Mumbai, seen through Mario Miranda's eyes, is at one level cosmopolitan, symbolising the good things in life, and at another level, a nightmare with its acute space crunch and sundry other civic woes. At the height of his creativity and popularity in the 1970s and  80s, Mario's work was ubiquitous - appearing in textbooks, calendars, murals and magazines.In 2005, Mr da Cunha began to work on a book on the artist, and tracked down some 13,000 drawings - just 30% of his plrlific work- from myriad sources, including Mario's friends, personal collections, publications, and the Mumbai murals that had survived.Though the artists' community did not consider Mario to be one of them, it did not affect his creative urges, which found expressions in colour, pen-and-ink and charcoal.His range of styles, and command over different mediums, made him a bit of an enigma.
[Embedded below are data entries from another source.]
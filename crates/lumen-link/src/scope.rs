//! Resource scopes: bind groups whose resources are declared outside the linked shader.
//!
//! A scope owns one bind group. The linker asks every external scope whether it already provides
//! a uniform or texture; whatever no scope provides ends up in the mesh scope the linker builds.

use std::fmt;

use tracing::debug;

use crate::bindings::{
    build_texture_bindings, BindingTable, BufferBinding, HighPrecisionSampling,
    UNIFORM_BUFFER_SLOT,
};
use crate::error::LinkError;
use crate::layout::UniformBufferLayout;
use crate::stage::{ShaderStage, ShaderStages};
use crate::tables::LinkTables;
use crate::uniform::{merge_uniforms, UniformDeclaration};

/// A pre-existing bind group layout the linker may resolve uniforms and textures against.
pub trait ResourceScope: fmt::Debug {
    fn has_uniform(&self, name: &str) -> bool;
    fn has_texture(&self, name: &str) -> bool;
    /// Declarations for every resource in the scope, spliced verbatim into both stages.
    fn shader_declaration(&self) -> &str;
}

/// Index of the first scope providing `uniform`, which is also its bind group.
pub(crate) fn scope_provider(
    scopes: &[&dyn ResourceScope],
    uniform: &UniformDeclaration,
) -> Option<usize> {
    scopes.iter().position(|scope| {
        if uniform.is_texture {
            scope.has_texture(&uniform.name)
        } else {
            scope.has_uniform(&uniform.name)
        }
    })
}

/// Layout, bindings and declaration code of one bind group.
#[derive(Debug, Clone, PartialEq, Eq)]
pub(crate) struct ScopeResources {
    pub layout: Option<UniformBufferLayout>,
    pub bindings: BindingTable,
    pub code: String,
}

pub(crate) fn build_scope_resources(
    group: u32,
    group_name: &str,
    values: &[&UniformDeclaration],
    textures: &[&UniformDeclaration],
    tables: &LinkTables,
    sampling: HighPrecisionSampling,
) -> Result<ScopeResources, LinkError> {
    let layout = UniformBufferLayout::build(values, tables)?;
    let mut bindings = BindingTable::new(group);
    let mut code = String::new();

    if let Some(layout) = &layout {
        bindings.buffer = Some(BufferBinding {
            name: format!("ub_{group_name}"),
            slot: UNIFORM_BUFFER_SLOT,
            visibility: ShaderStages::VERTEX | ShaderStages::FRAGMENT,
            byte_size: layout.total_byte_size(),
        });
        code.push_str(&layout.shader_declaration(group, group_name, UNIFORM_BUFFER_SLOT));
    }

    bindings.textures =
        build_texture_bindings(textures, bindings.first_texture_slot(), tables, sampling)?;
    code.push_str(&bindings.texture_declarations());

    Ok(ScopeResources {
        layout,
        bindings,
        code,
    })
}

/// A scope built by the host from uniform declarations, laid out with the same rules the linker
/// uses for the mesh group.
///
/// Created by [`ShaderLinker::prepare_scope`](crate::ShaderLinker::prepare_scope).
#[derive(Debug, Clone, PartialEq, Eq)]
pub struct PreparedScope {
    name: String,
    resources: ScopeResources,
}

impl PreparedScope {
    pub(crate) fn build(
        group: u32,
        name: &str,
        lines: &[&str],
        tables: &LinkTables,
        sampling: HighPrecisionSampling,
    ) -> Result<Self, LinkError> {
        let uniforms = merge_uniforms(lines.iter().map(|&l| (ShaderStage::Vertex, l)))?;
        let (textures, values): (Vec<_>, Vec<_>) = uniforms.iter().partition(|u| u.is_texture);
        let resources = build_scope_resources(group, name, &values, &textures, tables, sampling)?;

        debug!(
            group,
            name,
            fields = values.len(),
            textures = textures.len(),
            "prepared resource scope"
        );
        Ok(Self {
            name: name.to_owned(),
            resources,
        })
    }

    pub fn group(&self) -> u32 {
        self.resources.bindings.group
    }

    pub fn name(&self) -> &str {
        &self.name
    }

    pub fn uniform_buffer(&self) -> Option<&UniformBufferLayout> {
        self.resources.layout.as_ref()
    }

    pub fn bindings(&self) -> &BindingTable {
        &self.resources.bindings
    }
}

impl ResourceScope for PreparedScope {
    fn has_uniform(&self, name: &str) -> bool {
        self.resources
            .layout
            .as_ref()
            .is_some_and(|layout| layout.contains(name))
    }

    fn has_texture(&self, name: &str) -> bool {
        self.resources.bindings.texture(name).is_some()
    }

    fn shader_declaration(&self) -> &str {
        &self.resources.code
    }
}
use std::collections::{BTreeMap, HashMap};

use crate::vertex::Semantic;

/// Numeric storage type of a vertex buffer element.
#[derive(Debug, Clone, Copy, PartialEq, Eq, Hash)]
pub enum VertexDataType {
    Int8,
    Uint8,
    Int16,
    Uint16,
    Int32,
    Uint32,
    Float16,
    Float32,
}

impl VertexDataType {
    pub fn is_float(self) -> bool {
        matches!(self, VertexDataType::Float16 | VertexDataType::Float32)
    }

    pub fn is_signed_int(self) -> bool {
        matches!(
            self,
            VertexDataType::Int8 | VertexDataType::Int16 | VertexDataType::Int32
        )
    }
}

/// How the host stores one vertex element.
#[derive(Debug, Clone, Copy, PartialEq, Eq, Hash)]
pub struct VertexElementFormat {
    pub data_type: VertexDataType,
    /// Integer data fetched as normalized floats (`unorm`/`snorm`).
    pub normalized: bool,
}

impl VertexElementFormat {
    pub fn new(data_type: VertexDataType, normalized: bool) -> Self {
        Self {
            data_type,
            normalized,
        }
    }

    /// Integer data that reaches the shader as integers and must be converted to float there.
    pub fn needs_float_conversion(self) -> bool {
        !self.data_type.is_float() && !self.normalized
    }
}

/// Lookup of the host vertex element backing a semantic.
pub trait VertexFormatLookup {
    fn element(&self, semantic: Semantic) -> Option<VertexElementFormat>;
}

impl VertexFormatLookup for HashMap<Semantic, VertexElementFormat> {
    fn element(&self, semantic: Semantic) -> Option<VertexElementFormat> {
        self.get(&semantic).copied()
    }
}

impl VertexFormatLookup for BTreeMap<Semantic, VertexElementFormat> {
    fn element(&self, semantic: Semantic) -> Option<VertexElementFormat> {
        self.get(&semantic).copied()
    }
}

/// Lookup for hosts that only ever feed float (or normalized) vertex data.
#[derive(Debug, Default, Clone, Copy)]
pub struct NoVertexFormats;

impl VertexFormatLookup for NoVertexFormats {
    fn element(&self, _semantic: Semantic) -> Option<VertexElementFormat> {
        None
    }
}
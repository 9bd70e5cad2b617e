//! Vertex → fragment interface matching and fragment output locations.

use std::collections::BTreeMap;
use std::fmt::Write;

use crate::error::LinkError;
use crate::interface::parse_interface_line;
use crate::scan::DeclKeyword;
use crate::stage::ShaderStage;

#[derive(Debug, Clone, PartialEq, Eq)]
pub struct VaryingBinding {
    pub name: String,
    pub type_name: String,
    pub index: u32,
}

#[derive(Debug, Clone, Default, PartialEq, Eq)]
pub struct VaryingBlocks {
    pub vertex_code: String,
    pub fragment_code: String,
    /// Vertex outputs in declaration order.
    pub vertex: Vec<VaryingBinding>,
    /// Fragment inputs in declaration order, carrying the vertex-side index.
    pub fragment: Vec<VaryingBinding>,
}

impl VaryingBlocks {
    pub fn index_of(&self, name: &str) -> Option<u32> {
        self.vertex.iter().find(|v| v.name == name).map(|v| v.index)
    }
}

#[derive(Debug, Clone, PartialEq, Eq)]
pub struct OutputBinding {
    pub name: String,
    pub type_name: String,
    pub index: u32,
}

#[derive(Debug, Clone, Default, PartialEq, Eq)]
pub struct OutputBlock {
    pub code: String,
    pub bindings: Vec<OutputBinding>,
}

/// Assign vertex varyings increasing locations and make every fragment varying reuse the
/// location of its vertex producer.
pub fn match_varyings(
    vertex_lines: &[String],
    fragment_lines: &[String],
) -> Result<VaryingBlocks, LinkError> {
    let mut blocks = VaryingBlocks::default();
    let mut index_map = BTreeMap::<&str, u32>::new();

    for (index, text) in (0u32..).zip(vertex_lines) {
        let decl = parse_interface_line(text, DeclKeyword::Varying, ShaderStage::Vertex)?;
        if index_map.insert(decl.name, index).is_some() {
            return Err(LinkError::DuplicateVarying {
                name: decl.name.to_owned(),
            });
        }
        let _ = writeln!(
            blocks.vertex_code,
            "layout(location = {index}) {}out {} {};",
            decl.qualifier_prefix(),
            decl.type_name,
            decl.name
        );
        blocks.vertex.push(VaryingBinding {
            name: decl.name.to_owned(),
            type_name: decl.type_name.to_owned(),
            index,
        });
    }

    for text in fragment_lines {
        let decl = parse_interface_line(text, DeclKeyword::Varying, ShaderStage::Fragment)?;
        let Some(&index) = index_map.get(decl.name) else {
            return Err(LinkError::MissingVaryingProducer {
                name: decl.name.to_owned(),
                text: text.clone(),
            });
        };
        let _ = writeln!(
            blocks.fragment_code,
            "layout(location = {index}) {}in {} {};",
            decl.qualifier_prefix(),
            decl.type_name,
            decl.name
        );
        blocks.fragment.push(VaryingBinding {
            name: decl.name.to_owned(),
            type_name: decl.type_name.to_owned(),
            index,
        });
    }

    Ok(blocks)
}

/// Fragment outputs take their declaration order as location.
pub fn assign_outputs(lines: &[String]) -> Result<OutputBlock, LinkError> {
    let mut block = OutputBlock::default();
    for (index, text) in (0u32..).zip(lines) {
        let decl = parse_interface_line(text, DeclKeyword::Output, ShaderStage::Fragment)?;
        let _ = writeln!(
            block.code,
            "layout(location = {index}) {}out {} {};",
            decl.qualifier_prefix(),
            decl.type_name,
            decl.name
        );
        block.bindings.push(OutputBinding {
            name: decl.name.to_owned(),
            type_name: decl.type_name.to_owned(),
            index,
        });
    }
    Ok(block)
}
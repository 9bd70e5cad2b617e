//! Centralized limits for shader source linking.
//!
//! Shader sources reach the linker from content pipelines and user-authored material chunks, so
//! they are treated as untrusted input. These limits bound the work a single link call can do.

/// Maximum accepted length of one shader stage source, in bytes.
///
/// Real-world generated shaders (including all chunk expansions) stay well below this; anything
/// larger is almost certainly a runaway preprocessor expansion.
pub const MAX_SHADER_SOURCE_BYTES: usize = 1024 * 1024; // 1 MiB

/// Number of vertex input locations the semantic tables may hand out (`0..16`).
///
/// This is WebGPU's guaranteed minimum `maxVertexAttributes`.
pub const MAX_VERTEX_ATTRIBUTE_LOCATIONS: u32 = 16;
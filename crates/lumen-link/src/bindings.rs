//! Resource binding model shared by the generated shader declarations and the host renderer.
//!
//! Every scope owns one bind group (`layout(set = N)`). Within a group:
//! - `binding = 0` is the scope's uniform buffer, when it has one;
//! - each texture then takes two consecutive bindings, the texture followed by its sampler.
//!
//! External scopes occupy groups `0..n` in the order the host passes them; the mesh scope built by
//! the linker is always the last, highest group (see [`BindGroupNames::mesh_group`]).

use std::fmt::Write;

use tracing::debug;

use crate::error::LinkError;
use crate::stage::ShaderStages;
use crate::tables::LinkTables;
use crate::uniform::{Precision, UniformDeclaration};

/// `@binding` of a scope's uniform buffer.
pub const UNIFORM_BUFFER_SLOT: u32 = 0;

#[derive(Debug, Clone, Copy, PartialEq, Eq, Hash)]
pub enum SampleType {
    Float,
    UnfilterableFloat,
    Depth,
    Sint,
    Uint,
}

impl SampleType {
    /// Prefix of the separate-texture type: `itexture2D`, `utexture3D`, ...
    pub fn glsl_texture_prefix(self) -> &'static str {
        match self {
            SampleType::Sint => "i",
            SampleType::Uint => "u",
            SampleType::Float | SampleType::UnfilterableFloat | SampleType::Depth => "",
        }
    }

    pub fn glsl_sampler_type(self) -> &'static str {
        match self {
            SampleType::Depth => "samplerShadow",
            _ => "sampler",
        }
    }
}

#[derive(Debug, Clone, Copy, PartialEq, Eq, Hash)]
pub enum TextureDimension {
    D2,
    D3,
    Cube,
    D2Array,
    CubeArray,
}

impl TextureDimension {
    /// Float separate-texture GLSL type; see [`SampleType::glsl_texture_prefix`] for integer
    /// textures.
    pub fn glsl_texture_type(self) -> &'static str {
        match self {
            TextureDimension::D2 => "texture2D",
            TextureDimension::D3 => "texture3D",
            TextureDimension::Cube => "textureCube",
            TextureDimension::D2Array => "texture2DArray",
            TextureDimension::CubeArray => "textureCubeArray",
        }
    }
}

/// How `highp` texture declarations are classified.
///
/// Some backends (WebGPU without `float32-filterable`) cannot filter 32-bit float textures, so
/// `highp` samplers are declared unfilterable by default even though the shader body still calls
/// a filtering sample function. Backends without that limitation can opt out.
#[derive(Debug, Clone, Copy, PartialEq, Eq, Hash, Default)]
pub enum HighPrecisionSampling {
    #[default]
    Unfilterable,
    Filterable,
}

/// Names of the bind groups, indexed by group number. The last entry is the mesh group.
#[derive(Debug, Clone, PartialEq, Eq, Hash)]
pub struct BindGroupNames(Vec<String>);

impl BindGroupNames {
    /// Returns `None` for an empty list: there must be at least the mesh group.
    pub fn new<I, S>(names: I) -> Option<Self>
    where
        I: IntoIterator<Item = S>,
        S: Into<String>,
    {
        let names = names.into_iter().map(Into::into).collect::<Vec<_>>();
        (!names.is_empty()).then_some(Self(names))
    }

    pub fn len(&self) -> usize {
        self.0.len()
    }

    pub fn is_empty(&self) -> bool {
        self.0.is_empty()
    }

    pub fn name(&self, group: u32) -> Option<&str> {
        self.0.get(group as usize).map(String::as_str)
    }

    pub fn mesh_group(&self) -> u32 {
        (self.0.len() - 1) as u32
    }

    pub fn mesh_name(&self) -> &str {
        &self.0[self.0.len() - 1]
    }
}

impl Default for BindGroupNames {
    fn default() -> Self {
        Self(vec!["view".into(), "material".into(), "mesh".into()])
    }
}

#[derive(Debug, Clone, PartialEq, Eq)]
pub struct BufferBinding {
    /// Block name used in the declaration (`ub_<group name>`).
    pub name: String,
    pub slot: u32,
    pub visibility: ShaderStages,
    pub byte_size: u32,
}

#[derive(Debug, Clone, PartialEq, Eq)]
pub struct TextureBinding {
    pub name: String,
    pub sample_type: SampleType,
    pub dimension: TextureDimension,
    pub visibility: ShaderStages,
    pub texture_slot: u32,
    pub sampler_slot: u32,
}

impl TextureBinding {
    pub fn sampler_name(&self) -> String {
        format!("{}_sampler", self.name)
    }
}

/// Resources of one bind group.
#[derive(Debug, Clone, PartialEq, Eq)]
pub struct BindingTable {
    pub group: u32,
    pub buffer: Option<BufferBinding>,
    pub textures: Vec<TextureBinding>,
}

impl BindingTable {
    pub fn new(group: u32) -> Self {
        Self {
            group,
            buffer: None,
            textures: Vec::new(),
        }
    }

    pub fn is_empty(&self) -> bool {
        self.buffer.is_none() && self.textures.is_empty()
    }

    pub fn texture(&self, name: &str) -> Option<&TextureBinding> {
        self.textures.iter().find(|t| t.name == name)
    }

    /// First binding available to textures.
    pub fn first_texture_slot(&self) -> u32 {
        match self.buffer {
            Some(_) => UNIFORM_BUFFER_SLOT + 1,
            None => UNIFORM_BUFFER_SLOT,
        }
    }

    /// Texture and sampler declarations for every texture in the table.
    pub fn texture_declarations(&self) -> String {
        let mut code = String::new();
        for texture in &self.textures {
            let _ = writeln!(
                code,
                "layout(set = {}, binding = {}) uniform {}{} {};",
                self.group,
                texture.texture_slot,
                texture.sample_type.glsl_texture_prefix(),
                texture.dimension.glsl_texture_type(),
                texture.name
            );
            let _ = writeln!(
                code,
                "layout(set = {}, binding = {}) uniform {} {};",
                self.group,
                texture.sampler_slot,
                texture.sample_type.glsl_sampler_type(),
                texture.sampler_name()
            );
        }
        code
    }
}

/// Classify texture uniforms and assign them consecutive texture/sampler slot pairs starting
/// at `first_slot`, in input order.
pub fn build_texture_bindings(
    textures: &[&UniformDeclaration],
    first_slot: u32,
    tables: &LinkTables,
    sampling: HighPrecisionSampling,
) -> Result<Vec<TextureBinding>, LinkError> {
    let mut out = Vec::with_capacity(textures.len());
    let mut slot = first_slot;

    for uniform in textures {
        if uniform.array_size > 1 {
            return Err(LinkError::UnsupportedUniformArray {
                stage: uniform.stage,
                text: uniform.text.clone(),
            });
        }
        let dimension = tables.texture_dimension(&uniform.type_name).ok_or_else(|| {
            LinkError::UnrecognizedUniformType {
                stage: uniform.stage,
                type_name: uniform.type_name.clone(),
                text: uniform.text.clone(),
            }
        })?;

        let mut sample_type = SampleType::Float;
        if uniform.precision == Some(Precision::High)
            && sampling == HighPrecisionSampling::Unfilterable
        {
            sample_type = SampleType::UnfilterableFloat;
        }
        if uniform.type_name.starts_with("isampler") {
            sample_type = SampleType::Sint;
        } else if uniform.type_name.starts_with("usampler") {
            sample_type = SampleType::Uint;
        }
        if tables.is_shadow_sampler(&uniform.type_name) {
            sample_type = SampleType::Depth;
        }

        debug!(
            name = uniform.name.as_str(),
            ?sample_type,
            ?dimension,
            slot,
            "assigned texture binding"
        );
        out.push(TextureBinding {
            name: uniform.name.clone(),
            sample_type,
            dimension,
            visibility: ShaderStages::VERTEX | ShaderStages::FRAGMENT,
            texture_slot: slot,
            sampler_slot: slot + 1,
        });
        slot += 2;
    }

    Ok(out)
}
Ironically, it was the cartoonist/illustrator's tag that stuck, limiting people's appreciation to 'just a few laffs'. Mario consciously avoided political cartooning, but his role as a social cartoonist is unmistakable



With pen & ink that were at his command to churn out lines that every nib would be jealous of, he brushed aside the old school of cartooning using the brush, and set a new norm to use the nib pen and to master it for this branch of art. Mario created characters that gave his daily audience their quota of a smile without malice. His trips around the globe produced subtle close observations of the local musings – a fitting example of how far can one stretch the parameters of this branch of neglected art. The Art of Cartooning..



A hats off to these two cartoonists for bringing a smile to the lips of the common man , make him forget the grim and dull life brining a little sunshine at the strat of the day , every day for years together….A big salute to RK Laxman and Mario Miranda.